Whichever solution is chosen, there are always some tradeoffs, and this is no less true for sticky sessions in Kubernetes.

Sticky sessions introduce a certain degree of dependency between the client and the pod that initiated the connection, which is contrary to the principles of Kubernetes: Kubernetes removes and creates pods to meet the needs of different workloads at each point in time. This is why stateful endpoints are not particularly well-suited for this architecture. Specifically because of the shutdown policy.

The shutdown policy is the grace time a pod has to complete current workloads until it is kicked out. During this time pods will not receive any more requests.

It is important that during pod eviction the request is completed before the pod is removed.

Otherwise if the workload is longer than the grace period, the workload status should be temporarily stored so that another pod can take over and complete the work.

Conclusion

Before making a premature decision and taking into account all important aspects:

In my particular case the Websocket connection closes relatively fast (20 seconds on average) that there is no need for session storage when the pod is evicted. The shutdown grace time is one minute, more than enough time to handle the workload.

Therefore, in this case, it is safe to use sticky sessions for Websockets, at least for a short, mid, or even a long-term solution.

Future considerations

Even if the sticky session is a valid solution to keep Websocket connections properly open, regarding the stateless nature of Kubernetes, a proper solution would be a more RESTful approach replacing the Websocket by a stateless HTTP request.

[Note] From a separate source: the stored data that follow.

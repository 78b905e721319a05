//! # Connection Manager
//!
//! Establishes a transport connection, blocking until it is ready or failing
//! fast on a terminal error.
//!
//! The dial runs as an independent background task whose first result (ready
//! channel or error) is written into a single-slot channel with a non-blocking
//! send. The caller races that slot against its own deadline; whichever fires
//! first wins and the other outcome is discarded. This surfaces permanent
//! connection errors (refused dial, failed TLS handshake) immediately instead
//! of waiting out the full deadline, and guarantees the abandoned dial task can
//! never block on a channel nobody reads again.

use std::time::Duration;
use tokio::sync::mpsc;
use tonic::transport::{Channel, ClientTlsConfig, Endpoint};

/// Errors that can occur while establishing a connection.
#[derive(Debug, thiserror::Error)]
pub enum ConnectError {
    #[error("Invalid URL '{0}': {1}")]
    InvalidUrl(String, #[source] tonic::transport::Error),
    #[error("Invalid TLS configuration for '{0}': {1}")]
    InvalidTlsConfig(String, #[source] tonic::transport::Error),
    #[error("Failed to connect to '{0}': {1}")]
    ConnectionFailed(String, #[source] tonic::transport::Error),
    #[error("Connection to '{0}' did not become ready within {1:?}")]
    DeadlineExceeded(String, Duration),
    #[error("Dial task for '{0}' terminated without producing a result")]
    DialInterrupted(String),
}

/// Dials `addr` (e.g. `http://localhost:50051`), optionally wrapping the
/// transport in TLS, and blocks until the connection is ready, the dial fails,
/// or `deadline` elapses.
///
/// On deadline the in-flight dial attempt is abandoned, not force-killed: it
/// may still complete in the background, but its result lands in a slot that is
/// no longer observed.
pub async fn connect(
    addr: &str,
    tls: Option<ClientTlsConfig>,
    deadline: Duration,
) -> Result<Channel, ConnectError> {
    let mut endpoint = Endpoint::new(addr.to_string())
        .map_err(|e| ConnectError::InvalidUrl(addr.to_string(), e))?;

    if let Some(tls) = tls {
        endpoint = endpoint
            .tls_config(tls)
            .map_err(|e| ConnectError::InvalidTlsConfig(addr.to_string(), e))?;
    }

    // Single-slot, first-write-wins handoff. Capacity one plus `try_send` means
    // at most one result is ever observed and a late writer never blocks.
    let (tx, mut rx) = mpsc::channel::<Result<Channel, tonic::transport::Error>>(1);

    tokio::spawn(async move {
        let result = endpoint.connect().await;
        let _ = tx.try_send(result);
    });

    tokio::select! {
        dialed = rx.recv() => match dialed {
            Some(Ok(channel)) => {
                tracing::debug!(%addr, "connection ready");
                Ok(channel)
            }
            Some(Err(e)) => Err(ConnectError::ConnectionFailed(addr.to_string(), e)),
            None => Err(ConnectError::DialInterrupted(addr.to_string())),
        },
        _ = tokio::time::sleep(deadline) => {
            tracing::debug!(%addr, ?deadline, "dial abandoned on deadline");
            Err(ConnectError::DeadlineExceeded(addr.to_string(), deadline))
        }
    }
}

#[cfg(test)]
mod tests {
    use super::*;

    #[tokio::test]
    async fn invalid_url_fails_before_dialing() {
        let result = connect("not a url", None, Duration::from_secs(1)).await;
        assert!(matches!(result, Err(ConnectError::InvalidUrl(..))));
    }

    #[tokio::test]
    async fn deadline_fires_on_unreachable_target() {
        // RFC 5737 TEST-NET address: packets go nowhere, the dial never resolves.
        let result = connect(
            "http://192.0.2.1:50051",
            None,
            Duration::from_millis(100),
        )
        .await;
        assert!(matches!(result, Err(ConnectError::DeadlineExceeded(..))));
    }
}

The client initiates the workload with an HTTP request and the pod sends the workload to a background job. The client now requests with a polling mechanism for to any pod available. Once the background job is completed, the result is stored temporarily and handled to the client by the pod that gets the last HTTP request. And that’s all. No session involved.

So, all things considered, in my case sticky sessions showed a better ROI. But one thing is for sure: stateful requests should be avoided in order to better align with the ephemeral philosophy of Kubernetes.